(Stored items)

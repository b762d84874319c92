//! Beacon server library logic.
//!
//! Wires the event pipeline together: a [`Publisher`] that producers in
//! this process use, a [`Subscriber`] that persists everything published
//! on the channel, and a read-only HTTP surface over the event log, the
//! time series, and reports.

pub mod api;
pub mod api_logs;
pub mod api_reports;
pub mod api_timeseries;
pub mod config;
pub mod publisher;
pub mod subscriber;

use std::sync::Arc;
use std::time::Duration;

use axum::{routing::get, Extension, Router};
use beacon_channel::ChannelTransport;
use beacon_db::DbPool;
use beacon_eventlog::EventLogStore;
use beacon_report::ReportEngine;
use beacon_timeseries::TimeSeriesStore;
use beacon_types::EpochMillis;
use tokio::sync::watch;
use tower_http::cors::{Any, CorsLayer};
use tower_http::trace::TraceLayer;

pub use publisher::{EventDraft, PublishError, Publisher};
pub use subscriber::{Backoff, Subscriber, SubscriberCounters, SubscriberState};

use config::Config;

/// Current wall-clock time in epoch milliseconds.
pub fn now_millis() -> EpochMillis {
    chrono::Utc::now().timestamp_millis()
}

/// Read-only view of the running subscriber, for health reporting.
#[derive(Clone)]
pub struct SubscriberHandle {
    /// Latest connection state.
    pub state: watch::Receiver<SubscriberState>,
    /// Message counters.
    pub counters: Arc<SubscriberCounters>,
}

impl From<&Subscriber> for SubscriberHandle {
    fn from(subscriber: &Subscriber) -> Self {
        Self {
            state: subscriber.state(),
            counters: subscriber.counters(),
        }
    }
}

/// Application state shared across all request handlers.
#[derive(Clone)]
pub struct AppState {
    /// Database connection pool.
    pub pool: DbPool,
    /// Durable event log.
    pub event_log: EventLogStore,
    /// Metric time series.
    pub series: TimeSeriesStore,
    /// Publisher stamped with this process's service id.
    pub publisher: Publisher,
    /// Report generator over `series`.
    pub reports: ReportEngine,
    /// Upper bound on a single report generation.
    pub report_timeout: Duration,
    /// The subscriber persisting events, if one is running.
    pub subscriber: Option<SubscriberHandle>,
}

impl AppState {
    /// Builds the stores, publisher, and report engine over a migrated
    /// pool.
    pub fn new(pool: DbPool, transport: Arc<dyn ChannelTransport>, config: &Config) -> Self {
        let event_log = EventLogStore::new(pool.clone());
        let series = TimeSeriesStore::new(pool.clone());
        let publisher = Publisher::new(
            config.service.id.clone(),
            config.channel.name.clone(),
            transport,
            series.clone(),
        );
        let reports = ReportEngine::with_default_renderers(Arc::new(series.clone()));

        Self {
            pool,
            event_log,
            series,
            publisher,
            reports,
            report_timeout: config.reports.timeout(),
            subscriber: None,
        }
    }

    /// Exposes `subscriber`'s state and counters through `/health`.
    pub fn with_subscriber(mut self, subscriber: &Subscriber) -> Self {
        self.subscriber = Some(SubscriberHandle::from(subscriber));
        self
    }

    /// A subscriber for this state's channel and event log.
    pub fn subscriber(&self, transport: Arc<dyn ChannelTransport>, config: &Config) -> Subscriber {
        Subscriber::new(
            transport,
            config.channel.name.clone(),
            self.event_log.clone(),
            Backoff::from(&config.subscriber),
        )
    }
}

/// Builds the application router with all routes.
pub fn app(state: AppState) -> Router {
    Router::new()
        .route("/health", get(api::health))
        .route("/api/logs", get(api_logs::query_logs_handler))
        .route("/api/logs/stats", get(api_logs::log_stats_handler))
        .route("/api/logs/recent", get(api_logs::recent_logs_handler))
        .route("/api/timeseries", get(api_timeseries::query_series_handler))
        .route("/api/timeseries/keys", get(api_timeseries::list_keys_handler))
        .route("/api/timeseries/all", get(api_timeseries::query_all_series_handler))
        .route("/api/timeseries/info", get(api_timeseries::series_info_handler))
        .route("/api/reports", get(api_reports::generate_report_handler))
        .layer(TraceLayer::new_for_http())
        .layer(
            CorsLayer::new()
                .allow_origin(Any)
                .allow_methods(Any)
                .allow_headers(Any),
        )
        .layer(Extension(Arc::new(state)))
}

◆ THE TASK ◆
A single number is required: the count of lines in the data that contain the string "TimeSeriesStore".

◆ TASK RESPONSE ◆
3